The GSMA Connected Women programme has awarded 11 Innovation Grants to mobile operators and NGOs to provide seed funding for the design and launch of commercially sustainable mobile products and services aimed to increased women’s uptake and use of mobile phones. One of the interesting things about the Connected Women grant portfolio is the monitoring and evaluation approach. Across all the grants, we’re trying to measure both the commercial impact and the social impact – that is, the data about revenue, number of users or increase in Average Revenue per User (ARPU), for example, as well as the impact the product or service is having on the lives of its users, both male and female.
I was recently in Madagascar working with HNI on the monitoring and evaluation of their mobile service for women. HNI were awarded an Innovation Fund grant from GSMA Connected Women to create gender-specific content, designed especially for women, to add to their already-successful 3-2-1 mobile information service in partnership with Airtel Madagascar. HNI have put a lot of effort into monitoring and evaluation – understanding the needs of their target audience, getting the product right for them, and then evaluating the impact the 3-2-1 gender content has had on its users.
The initial baseline conducted in June 2014 revealed that gender-based violence (GBV) is a very serious issue for women in Madagascar. Female focus group participants spoke of being beaten by their husbands or partners, or subjected to moral violence because of their husband or partner’s jealousy. HNI’s response to this finding was to incorporate information on Gender-Based Violence (GBV) into the 3-2-1 mobile service, including information on physical, psychological, sexual and economic violence, as well as information on how to prevent GBV, how to respond to GBV (including information on the law and what the police can do) and information on a toll-free helpline if users are a victim of GBV.
The gender 3-2-1 service was launched in August 2014, and in late October we met with some of the users to gauge response and understand any changes they may have experienced after using the service. Included in this group was Georgette, a woman from the outskirts of the capital, Antananarivo, who we were lucky enough to spend some time talking to about her experiences.

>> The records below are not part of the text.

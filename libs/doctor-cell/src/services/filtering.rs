// libs/doctor-cell/src/services/filtering.rs
use crate::models::{Doctor, FilterCriteria};

/// Facet filter over an in-memory doctor list.
///
/// Every facet is an independent predicate and a doctor is kept only when all
/// of them hold. Unset facets (and the literal `"all"`) pass everyone. The
/// consultation-mode facet is an OR across the selected modes, ANDed with the
/// rest like any other facet.
pub struct DoctorFacetFilter;

impl DoctorFacetFilter {
    pub fn filter(doctors: &[Doctor], criteria: &FilterCriteria) -> Vec<Doctor> {
        doctors
            .iter()
            .filter(|doctor| Self::matches(doctor, criteria))
            .cloned()
            .collect()
    }

    pub fn matches(doctor: &Doctor, criteria: &FilterCriteria) -> bool {
        Self::matches_query(doctor, criteria.query.as_deref())
            && Self::matches_specialization(doctor, criteria.specialization.as_deref())
            && criteria.experience.contains(doctor.experience_years())
            && criteria.rating.contains(doctor.effective_rating())
            && Self::matches_location(doctor, criteria.location.as_deref())
            && criteria.fee.contains(doctor.fee())
            && Self::matches_gender(doctor, criteria.gender.as_deref())
            && Self::matches_modes(doctor, criteria)
    }

    fn matches_query(doctor: &Doctor, query: Option<&str>) -> bool {
        let Some(needle) = active_facet(query) else {
            return true;
        };

        contains_ci(doctor.display_name(), &needle)
            || contains_ci(&doctor.name, &needle)
            || doctor.all_specializations().any(|s| contains_ci(s, &needle))
            || doctor.bio.as_deref().is_some_and(|bio| contains_ci(bio, &needle))
    }

    fn matches_specialization(doctor: &Doctor, specialization: Option<&str>) -> bool {
        let Some(wanted) = active_facet(specialization) else {
            return true;
        };

        doctor
            .all_specializations()
            .any(|s| s.trim().to_lowercase() == wanted)
    }

    fn matches_location(doctor: &Doctor, location: Option<&str>) -> bool {
        let Some(needle) = active_facet(location) else {
            return true;
        };

        doctor.location_fields().any(|field| contains_ci(field, &needle))
    }

    fn matches_gender(doctor: &Doctor, gender: Option<&str>) -> bool {
        let Some(wanted) = active_facet(gender) else {
            return true;
        };

        doctor
            .gender
            .as_deref()
            .is_some_and(|g| g.trim().to_lowercase() == wanted)
    }

    fn matches_modes(doctor: &Doctor, criteria: &FilterCriteria) -> bool {
        if criteria.modes.is_empty() {
            return true;
        }

        let offered = doctor.modes();
        criteria.modes.iter().any(|mode| offered.contains(mode))
    }
}

/// Lowercased facet value, or `None` when the facet is blank or `"all"`.
fn active_facet(value: Option<&str>) -> Option<String> {
    let value = value?.trim();
    if value.is_empty() || value.eq_ignore_ascii_case("all") {
        return None;
    }
    Some(value.to_lowercase())
}

fn contains_ci(haystack: &str, lowered_needle: &str) -> bool {
    haystack.to_lowercase().contains(lowered_needle)
}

Georgette has been with her partner for over twelve years, and they have three children together. Throughout their relationship, she had been subjected to physical and mental abuse – she spoke of regular beatings (and had a scar above her eyebrow from a beating) as well as insults, jealousy and restrictions on her movements. She had her own phone a few years previously, but her husband destroyed the phone in jealousy after she received a call from a wrong number and she has been too afraid to get another one.

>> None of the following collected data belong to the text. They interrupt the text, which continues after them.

use crate::models::{ReasonProfile, UrgencyLevel};

/// Reason table, highest acuity first. The classifier takes the first profile
/// with any keyword contained in the reason, so a more serious profile must
/// stay above a milder one that shares vocabulary.
pub static REASON_PROFILES: &[ReasonProfile] = &[
    ReasonProfile {
        id: "cardiac",
        category: "Cardiac Evaluation",
        urgency_level: UrgencyLevel::Critical,
        priority_score: 5,
        keywords: &[
            "chest pain",
            "chest tightness",
            "shortness of breath",
            "heart attack",
            "palpitation",
            "irregular heartbeat",
        ],
        recommended_specialties: &["Cardiology", "Emergency Medicine"],
        message: "Possible cardiac symptoms. If pain is severe or spreading, seek emergency care immediately.",
    },
    ReasonProfile {
        id: "neurological",
        category: "Neurological Emergency",
        urgency_level: UrgencyLevel::Critical,
        priority_score: 5,
        keywords: &[
            "stroke",
            "seizure",
            "unconscious",
            "fainted",
            "numbness",
            "slurred speech",
            "paralysis",
        ],
        recommended_specialties: &["Neurology", "Emergency Medicine"],
        message: "Neurological warning signs need urgent attention. Call emergency services if symptoms are sudden.",
    },
    ReasonProfile {
        id: "respiratory",
        category: "Respiratory Distress",
        urgency_level: UrgencyLevel::High,
        priority_score: 4,
        keywords: &[
            "difficulty breathing",
            "breathing problem",
            "wheezing",
            "asthma",
            "persistent cough",
            "coughing blood",
        ],
        recommended_specialties: &["Pulmonology", "General Medicine"],
        message: "Breathing difficulties are prioritised. Keep any inhalers or current medication at hand.",
    },
    ReasonProfile {
        id: "injury",
        category: "Injury & Trauma",
        urgency_level: UrgencyLevel::High,
        priority_score: 4,
        keywords: &[
            "fracture",
            "broken bone",
            "heavy bleeding",
            "deep cut",
            "head injury",
            "accident",
            "severe burn",
            "dislocat",
        ],
        recommended_specialties: &["Orthopedics", "Emergency Medicine"],
        message: "Injuries are prioritised. Keep the affected area still and bring any imaging you already have.",
    },
    ReasonProfile {
        id: "mental_health",
        category: "Mental Health Support",
        urgency_level: UrgencyLevel::High,
        priority_score: 4,
        keywords: &[
            "suicid",
            "self harm",
            "self-harm",
            "panic attack",
            "depression",
            "depressed",
            "anxiety",
            "mental health",
        ],
        recommended_specialties: &["Psychiatry", "Psychology"],
        message: "You will be matched with a mental health professional. If you are in immediate danger, contact a crisis line.",
    },
    ReasonProfile {
        id: "fever_infection",
        category: "Fever & Infection",
        urgency_level: UrgencyLevel::Medium,
        priority_score: 3,
        keywords: &[
            "fever",
            "infection",
            "flu",
            "cold",
            "sore throat",
            "cough",
            "chills",
        ],
        recommended_specialties: &["General Medicine", "Internal Medicine"],
        message: "Note your temperature readings and how long symptoms have lasted.",
    },
    ReasonProfile {
        id: "digestive",
        category: "Digestive Health",
        urgency_level: UrgencyLevel::Medium,
        priority_score: 3,
        keywords: &[
            "stomach",
            "abdominal",
            "nausea",
            "vomit",
            "diarrhea",
            "diarrhoea",
            "constipation",
            "acidity",
        ],
        recommended_specialties: &["Gastroenterology", "General Medicine"],
        message: "Keep a note of meals and symptom timing before the visit.",
    },
    ReasonProfile {
        id: "musculoskeletal",
        category: "Musculoskeletal Assessment",
        urgency_level: UrgencyLevel::Medium,
        priority_score: 3,
        keywords: &[
            "back pain",
            "joint pain",
            "knee",
            "shoulder",
            "neck pain",
            "sprain",
            "arthritis",
        ],
        recommended_specialties: &["Orthopedics", "Physiotherapy"],
        message: "Wear comfortable clothing so the affected joint can be examined.",
    },
    ReasonProfile {
        id: "womens_health",
        category: "Women's Health",
        urgency_level: UrgencyLevel::Medium,
        priority_score: 3,
        keywords: &[
            "pregnan",
            "period",
            "menstrua",
            "pcos",
            "pelvic",
            "gynec",
            "gynaec",
        ],
        recommended_specialties: &["Gynecology", "Obstetrics"],
        message: "Bring dates of your last cycle and any previous reports.",
    },
    ReasonProfile {
        id: "dermatology",
        category: "Dermatology Review",
        urgency_level: UrgencyLevel::Routine,
        priority_score: 2,
        keywords: &["rash", "acne", "itching", "itchy", "skin", "eczema", "hair loss"],
        recommended_specialties: &["Dermatology"],
        message: "Photos of how the condition has changed over time help the review.",
    },
    ReasonProfile {
        id: "prescription",
        category: "Prescription & Follow-up",
        urgency_level: UrgencyLevel::Routine,
        priority_score: 2,
        keywords: &[
            "prescription",
            "refill",
            "follow up",
            "follow-up",
            "followup",
            "test results",
            "lab report",
        ],
        recommended_specialties: &["General Medicine"],
        message: "Have your current prescriptions and latest reports ready.",
    },
    ReasonProfile {
        id: "preventive",
        category: "Preventive Checkup",
        urgency_level: UrgencyLevel::Routine,
        priority_score: 1,
        keywords: &[
            "checkup",
            "check-up",
            "check up",
            "annual physical",
            "routine exam",
            "vaccination",
            "vaccine",
            "screening",
        ],
        recommended_specialties: &["General Medicine", "Family Medicine"],
        message: "Fasting for 8-10 hours beforehand may be needed if blood tests are planned.",
    },
];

She heard about the 3-2-1 gender content when it was launched, and borrowed her sister-in-law’s phone to call the service. Soon afterwards, there was a dispute at home, and her husband was threatening to hurt her. She borrowed her sister-in-law’s phone (who was there at the time) and made her husband listen to the information about GBV. She then relayed to her husband what she had learnt from the service – that a woman is allowed by law to leave her husband and go to her parents’ house if there is a risk of violence – and that therefore he could not call her a prostitute for leaving the home since it is her right to do so.

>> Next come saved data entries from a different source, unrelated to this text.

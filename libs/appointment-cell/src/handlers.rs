// libs/appointment-cell/src/handlers.rs
use std::sync::Arc;

use axum::{extract::State, http::StatusCode, Json};
use serde_json::{json, Value};
use tracing::warn;

use doctor_cell::services::doctor::{DoctorDirectory, SupabaseDoctorDirectory};
use shared_config::AppConfig;
use shared_models::error::AppError;

use crate::models::{AppointmentError, BookingRequest, TriageRequest};
use crate::services::{booking::BookingService, triage::ReasonClassifier};

impl From<AppointmentError> for AppError {
    fn from(e: AppointmentError) -> Self {
        match e {
            AppointmentError::DoctorNotFound => AppError::NotFound("Doctor not found".to_string()),
            AppointmentError::ValidationError(msg) => AppError::ValidationError(msg),
            AppointmentError::DirectoryError(msg) => AppError::ExternalService(msg),
            AppointmentError::StoreError(msg) => AppError::ExternalService(msg),
        }
    }
}

/// Classification preview while the patient is still filling in the form.
/// A doctor that cannot be looked up only loses the specialty fallback.
#[axum::debug_handler]
pub async fn triage_reason(
    State(state): State<Arc<AppConfig>>,
    Json(request): Json<TriageRequest>,
) -> Result<Json<Value>, AppError> {
    let doctor_id = request
        .doctor_id
        .as_deref()
        .map(str::trim)
        .filter(|id| !id.is_empty());

    let doctor = match doctor_id {
        Some(doctor_id) => SupabaseDoctorDirectory::new(&state)
            .get_doctor(doctor_id)
            .await
            .unwrap_or_else(|e| {
                warn!("Doctor lookup failed during triage for {}: {}", doctor_id, e);
                None
            }),
        None => None,
    };

    let result = ReasonClassifier::default().classify(&request, doctor.as_ref());

    Ok(Json(json!(result)))
}

#[axum::debug_handler]
pub async fn book_appointment(
    State(state): State<Arc<AppConfig>>,
    Json(request): Json<BookingRequest>,
) -> Result<(StatusCode, Json<Value>), AppError> {
    let booking_service = BookingService::from_config(&state);
    let appointment = booking_service.book(&request).await?;

    Ok((StatusCode::CREATED, Json(appointment)))
}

Since then, Georgette feels that there has been a change in her husband’s treatment towards her. The violence has not started again, and he has started giving her more freedom to go out by herself – a change she attributes to the information on women’s rights from the 3-2-1 gender service that both her and her husband have listened to. Even her son has listened to the messages and remembered the information: Georgette told a story of how her son had said to her husband “If you beat Mom, we’ll go to Grandma’s, because the phone lady said we can go.”
Stories such as Georgette’s remind us of the real people who are using the mobile service and have seen real change in their lives as a result of having more information. Combining quantitative data around number of users with individual case studies that put a human face on the 3-2-1 gender service helps to truly assess the impact of these life-enhancing mobile services.
This HNI data shows that there is potential for mobile to play a role in the wider ecosystem of reducing GBV through access to information. However, the evidence base for this remains small, and there is a clear need for more impact evaluations on the overall effectiveness of information services around GBV.
The full results of the HNI grant will be published as a case study in early 2015.